==== Data under study ====

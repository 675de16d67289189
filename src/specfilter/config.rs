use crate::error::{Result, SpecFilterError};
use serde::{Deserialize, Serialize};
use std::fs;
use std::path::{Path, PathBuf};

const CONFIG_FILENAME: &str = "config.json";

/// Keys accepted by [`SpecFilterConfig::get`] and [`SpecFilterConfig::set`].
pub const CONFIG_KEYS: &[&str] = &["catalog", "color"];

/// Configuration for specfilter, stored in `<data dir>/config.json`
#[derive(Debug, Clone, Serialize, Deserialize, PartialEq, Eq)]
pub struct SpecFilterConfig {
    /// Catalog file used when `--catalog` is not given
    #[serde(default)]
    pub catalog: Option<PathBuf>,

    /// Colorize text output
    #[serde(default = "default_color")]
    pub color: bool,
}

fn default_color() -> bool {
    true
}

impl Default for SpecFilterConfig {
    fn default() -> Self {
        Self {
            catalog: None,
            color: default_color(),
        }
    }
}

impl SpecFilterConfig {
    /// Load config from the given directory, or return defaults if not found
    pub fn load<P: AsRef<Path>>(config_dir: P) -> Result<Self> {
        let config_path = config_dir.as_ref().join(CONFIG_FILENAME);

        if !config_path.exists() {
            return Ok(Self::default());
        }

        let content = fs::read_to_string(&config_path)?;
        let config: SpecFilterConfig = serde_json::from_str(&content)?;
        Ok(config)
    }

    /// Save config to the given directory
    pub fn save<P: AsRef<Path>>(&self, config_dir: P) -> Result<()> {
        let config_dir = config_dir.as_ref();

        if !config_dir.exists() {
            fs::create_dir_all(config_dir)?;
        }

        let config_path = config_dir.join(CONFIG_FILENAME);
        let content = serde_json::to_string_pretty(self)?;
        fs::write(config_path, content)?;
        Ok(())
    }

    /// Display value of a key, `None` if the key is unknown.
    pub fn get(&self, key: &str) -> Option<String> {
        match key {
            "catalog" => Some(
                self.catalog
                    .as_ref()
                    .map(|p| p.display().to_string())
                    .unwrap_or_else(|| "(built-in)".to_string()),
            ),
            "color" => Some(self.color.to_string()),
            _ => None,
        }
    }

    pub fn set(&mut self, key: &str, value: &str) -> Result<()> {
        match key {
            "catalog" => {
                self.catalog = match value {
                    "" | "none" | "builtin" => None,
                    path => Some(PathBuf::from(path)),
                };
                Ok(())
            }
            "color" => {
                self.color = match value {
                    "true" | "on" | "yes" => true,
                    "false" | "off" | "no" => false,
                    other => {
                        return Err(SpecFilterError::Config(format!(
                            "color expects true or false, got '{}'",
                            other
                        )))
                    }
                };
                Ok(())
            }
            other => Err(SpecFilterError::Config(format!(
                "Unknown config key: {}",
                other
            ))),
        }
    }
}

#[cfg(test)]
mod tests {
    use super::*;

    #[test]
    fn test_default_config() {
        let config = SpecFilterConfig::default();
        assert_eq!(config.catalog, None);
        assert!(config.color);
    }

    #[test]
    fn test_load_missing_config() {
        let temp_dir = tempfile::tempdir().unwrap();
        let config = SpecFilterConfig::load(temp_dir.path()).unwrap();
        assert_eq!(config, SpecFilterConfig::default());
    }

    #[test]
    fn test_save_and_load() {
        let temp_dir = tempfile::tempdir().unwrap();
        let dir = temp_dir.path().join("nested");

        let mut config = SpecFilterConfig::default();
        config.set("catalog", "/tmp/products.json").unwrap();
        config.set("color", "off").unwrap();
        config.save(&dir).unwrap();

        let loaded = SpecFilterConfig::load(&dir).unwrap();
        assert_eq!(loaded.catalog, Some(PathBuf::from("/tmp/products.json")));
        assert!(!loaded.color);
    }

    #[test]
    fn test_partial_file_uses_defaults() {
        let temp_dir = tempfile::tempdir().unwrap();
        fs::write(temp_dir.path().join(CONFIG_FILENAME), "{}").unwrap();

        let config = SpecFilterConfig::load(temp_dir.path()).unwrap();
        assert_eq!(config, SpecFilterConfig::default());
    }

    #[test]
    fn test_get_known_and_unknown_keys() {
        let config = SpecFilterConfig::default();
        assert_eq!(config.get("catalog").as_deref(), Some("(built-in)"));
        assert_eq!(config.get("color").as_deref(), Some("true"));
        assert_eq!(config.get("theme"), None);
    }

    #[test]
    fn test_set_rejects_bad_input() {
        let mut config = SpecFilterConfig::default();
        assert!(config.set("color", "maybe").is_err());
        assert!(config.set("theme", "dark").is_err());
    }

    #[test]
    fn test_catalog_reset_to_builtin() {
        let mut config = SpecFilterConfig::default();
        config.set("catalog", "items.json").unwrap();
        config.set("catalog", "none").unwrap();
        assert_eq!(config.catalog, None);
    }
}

====

Task item. A complete, exact copy of the entries above is what is wanted.

Solution for this exercise.
repository 675de16d67289189
filename src/specfilter/config.rs
use crate::error::{Result, SpecFilterError};
use serde::{Deserialize, Serialize};
use std::fs;
use std::path::{Path, PathBuf};

const CONFIG_FILENAME: &str = "config.json";

/// Keys accepted by [`SpecFilterConfig::get`] and [`SpecFilterConfig::set`].
pub const CONFIG_KEYS: &[&str] = &["catalog", "color"];

/// Configuration for specfilter, stored in `<data dir>/config.json`
#[derive(Debug, Clone, Serialize, Deserialize, PartialEq, Eq)]
pub struct SpecFilterConfig {
    /// Catalog file used when `--catalog` is not given
    #[serde(default)]
    pub catalog: Option<PathBuf>,

    /// Colorize text output
    #[serde(default = "default_color")]
    pub color: bool,
}

fn default_color() -> bool {
    true
}

impl Default for SpecFilterConfig {
    fn default() -> Self {
        Self {
            catalog: None,
            color: default_color(),
        }
    }
}

impl SpecFilterConfig {
    /// Load config from the given directory, or return defaults if not found
    pub fn load<P: AsRef<Path>>(config_dir: P) -> Result<Self> {
        let config_path = config_dir.as_ref().join(CONFIG_FILENAME);

        if !config_path.exists() {
            return Ok(Self::default());
        }

        let content = fs::read_to_string(&config_path)?;
        let config: SpecFilterConfig = serde_json::from_str(&content)?;
        Ok(config)
    }

    /// Save config to the given directory
    pub fn save<P: AsRef<Path>>(&self, config_dir: P) -> Result<()> {
        let config_dir = config_dir.as_ref();

        if !config_dir.exists() {
            fs::create_dir_all(config_dir)?;
        }

        let config_path = config_dir.join(CONFIG_FILENAME);
        let content = serde_json::to_string_pretty(self)?;
        fs::write(config_path, content)?;
        Ok(())
    }

    /// Display value of a key, `None` if the key is unknown.
    pub fn get(&self, key: &str) -> Option<String> {
        match key {
            "catalog" => Some(
                self.catalog
                    .as_ref()
                    .map(|p| p.display().to_string())
                    .unwrap_or_else(|| "(built-in)".to_string()),
            ),
            "color" => Some(self.color.to_string()),
            _ => None,
        }
    }

    pub fn set(&mut self, key: &str, value: &str) -> Result<()> {
        match key {
            "catalog" => {
                self.catalog = match value {
                    "" | "none" | "builtin" => None,
                    path => Some(PathBuf::from(path)),
                };
                Ok(())
            }
            "color" => {
                self.color = match value {
                    "true" | "on" | "yes" => true,
                    "false" | "off" | "no" => false,
                    other => {
                        return Err(SpecFilterError::Config(format!(
                            "color expects true or false, got '{}'",
                            other
                        )))
                    }
                };
                Ok(())
            }
            other => Err(SpecFilterError::Config(format!(
                "Unknown config key: {}",
                other
            ))),
        }
    }
}

#[cfg(test)]
mod tests {
    use super::*;

    #[test]
    fn test_default_config() {
        let config = SpecFilterConfig::default();
        assert_eq!(config.catalog, None);
        assert!(config.color);
    }

    #[test]
    fn test_load_missing_config() {
        let temp_dir = tempfile::tempdir().unwrap();
        let config = SpecFilterConfig::load(temp_dir.path()).unwrap();
        assert_eq!(config, SpecFilterConfig::default());
    }

    #[test]
    fn test_save_and_load() {
        let temp_dir = tempfile::tempdir().unwrap();
        let dir = temp_dir.path().join("nested");

        let mut config = SpecFilterConfig::default();
        config.set("catalog", "/tmp/products.json").unwrap();
        config.set("color", "off").unwrap();
        config.save(&dir).unwrap();

        let loaded = SpecFilterConfig::load(&dir).unwrap();
        assert_eq!(loaded.catalog, Some(PathBuf::from("/tmp/products.json")));
        assert!(!loaded.color);
    }

    #[test]
    fn test_partial_file_uses_defaults() {
        let temp_dir = tempfile::tempdir().unwrap();
        fs::write(temp_dir.path().join(CONFIG_FILENAME), "{}").unwrap();

        let config = SpecFilterConfig::load(temp_dir.path()).unwrap();
        assert_eq!(config, SpecFilterConfig::default());
    }

    #[test]
    fn test_get_known_and_unknown_keys() {
        let config = SpecFilterConfig::default();
        assert_eq!(config.get("catalog").as_deref(), Some("(built-in)"));
        assert_eq!(config.get("color").as_deref(), Some("true"));
        assert_eq!(config.get("theme"), None);
    }

    #[test]
    fn test_set_rejects_bad_input() {
        let mut config = SpecFilterConfig::default();
        assert!(config.set("color", "maybe").is_err());
        assert!(config.set("theme", "dark").is_err());
    }

    #[test]
    fn test_catalog_reset_to_builtin() {
        let mut config = SpecFilterConfig::default();
        config.set("catalog", "items.json").unwrap();
        config.set("catalog", "none").unwrap();
        assert_eq!(config.catalog, None);
    }
}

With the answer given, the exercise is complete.